Sunday, 2 October 2016

Experts



Today's The World This Weekend had a closing segment on referendums. 

The final interview was with "an expert on referendums" (as Mark Mardell introduced him), Dr Matt Qvortrup of Coventry University. The good professor didn't sound overly keen on them, only praising the non "populist" exceptions-to-the-rule, such as the referendums in California where voters vote for tax rises (which Dr Qvortrup called a "good effect"), thus proving themselves "wise". 

The serious BBC bias point is that Mark Mardell seemed to be pursuing an angle here:
Mark Mardell: And the danger for politicians...and maybe, maybe not, maybe Brexit is an example of this...but they don't necessarily answer the question strictly on the ballot paper but what they think of the government?

Matt Qvortrup: Yes....
Dr Qvortrup has a formula showing that governments - especially second-term governments - are more likely to lose referendums, thus backing up Mark's suggestion that the unpopularity of the government might have brought about Brexit (i.e. that the vote wasn't about the EU or sovereignty or immigration).

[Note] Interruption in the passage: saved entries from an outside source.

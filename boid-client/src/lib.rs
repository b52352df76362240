//! Headless driver for the flocking simulation.
//!
//! Turns [`BoidSettings`] into a core configuration, feeds the simulation a
//! pointer each frame, smooths what it sees for display and writes frame
//! snapshots as JSON lines.

use std::f32::consts::TAU;
use std::str::FromStr;

use anyhow::{Context, Result};
use boid_core::{BoidConfig, Boundary, PointerConfig, PointerMode};
use boid_shared::{BoidSettings, PointerUpdate, Position};

pub mod runner;
pub mod visual;

pub use runner::{apply_settings_update, run, RunOptions};
pub use visual::{debug_grid_cells, DebugCell, VisualState, VisualStates};

/// Build the simulation boundary and configuration described by `settings`.
pub fn config_from_settings(settings: &BoidSettings) -> Result<(Boundary, BoidConfig)> {
    let boundary = Boundary::new(settings.width, settings.height, settings.depth)
        .context("Invalid boundary in settings")?;

    let config = BoidConfig {
        min_speed: settings.min_speed,
        max_speed: settings.max_speed,
        max_force: settings.max_force,
        separation_distance: settings.separation_distance,
        alignment_distance: settings.alignment_distance,
        cohesion_distance: settings.cohesion_distance,
        separation_weight: settings.separation_weight,
        alignment_weight: settings.alignment_weight,
        cohesion_weight: settings.cohesion_weight,
        obstacle_radius: settings.obstacle_radius,
        obstacle_margin: settings.obstacle_margin,
        obstacle_weight: settings.obstacle_weight,
        containment_margin: settings.containment_margin,
        containment_weight: settings.containment_weight,
        subdivision_count: settings.subdivision_count,
        pointer: PointerConfig {
            viewport_width: settings.viewport_width,
            viewport_height: settings.viewport_height,
            mode: if settings.pointer_repel {
                PointerMode::Repel
            } else {
                PointerMode::Attract
            },
            weight: settings.pointer_weight,
            influence_radius: settings.pointer_radius,
            ..PointerConfig::default()
        },
        ..BoidConfig::default()
    };

    config
        .validate(&boundary)
        .context("Invalid simulation settings")?;

    Ok((boundary, config))
}

/// Where the pointer comes from on each frame
#[derive(Debug, Clone, Copy, PartialEq)]
pub enum PointerSource {
    None,
    /// Circles the middle of the viewport.
    Orbit,
    Fixed(Position),
}

/// Frames per full orbit.
const ORBIT_PERIOD: f32 = 600.0;

impl PointerSource {
    pub fn update(&self, frame: u64, viewport_width: f32, viewport_height: f32) -> PointerUpdate {
        let position = match *self {
            PointerSource::None => None,
            PointerSource::Fixed(position) => Some(position),
            PointerSource::Orbit => {
                let angle = (frame as f32 / ORBIT_PERIOD) * TAU;
                let radius = 0.35 * viewport_width.min(viewport_height);
                Some(Position::new(
                    viewport_width / 2.0 + radius * angle.cos(),
                    viewport_height / 2.0 + radius * angle.sin(),
                ))
            }
        };
        PointerUpdate { position }
    }
}

impl FromStr for PointerSource {
    type Err = anyhow::Error;

    fn from_str(s: &str) -> Result<Self> {
        match s.trim() {
            "none" => Ok(PointerSource::None),
            "orbit" => Ok(PointerSource::Orbit),
            other => {
                let (x, y) = other
                    .split_once(',')
                    .context("Pointer must be 'none', 'orbit' or 'X,Y'")?;
                let x: f32 = x.trim().parse().context("Pointer X is not a number")?;
                let y: f32 = y.trim().parse().context("Pointer Y is not a number")?;
                Ok(PointerSource::Fixed(Position::new(x, y)))
            }
        }
    }
}
//! Response models for the catalog API
//!
//! This module defines the DTOs (Data Transfer Objects) the client
//! deserializes cached or freshly fetched JSON payloads into.

pub mod location;
pub mod pokemon;

use serde::Deserialize;

// Re-export commonly used types
pub use location::{LocationArea, LocationAreaPage, PokemonEncounter};
pub use pokemon::{Pokemon, PokemonStat, PokemonType};

/// A `{ name, url }` pair, the API's reference to another resource.
#[derive(Debug, Clone, PartialEq, Eq, Deserialize)]
pub struct NamedResource {
    pub name: String,
    #[serde(default)]
    pub url: String,
}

Dr Qvortrup boosted his own credentials by adding, "I think I'm the only one, if I'm bragging a bit, to predict exactly the result of the referendum on Brexit, which I wrote in January would be lost by 4%"...

...which is impressive but strange because I'm presently reading an article from April where Matt Qvortrup was predicting a Remain win of 51.8%.

What was it Michael Gove said about trusting experts?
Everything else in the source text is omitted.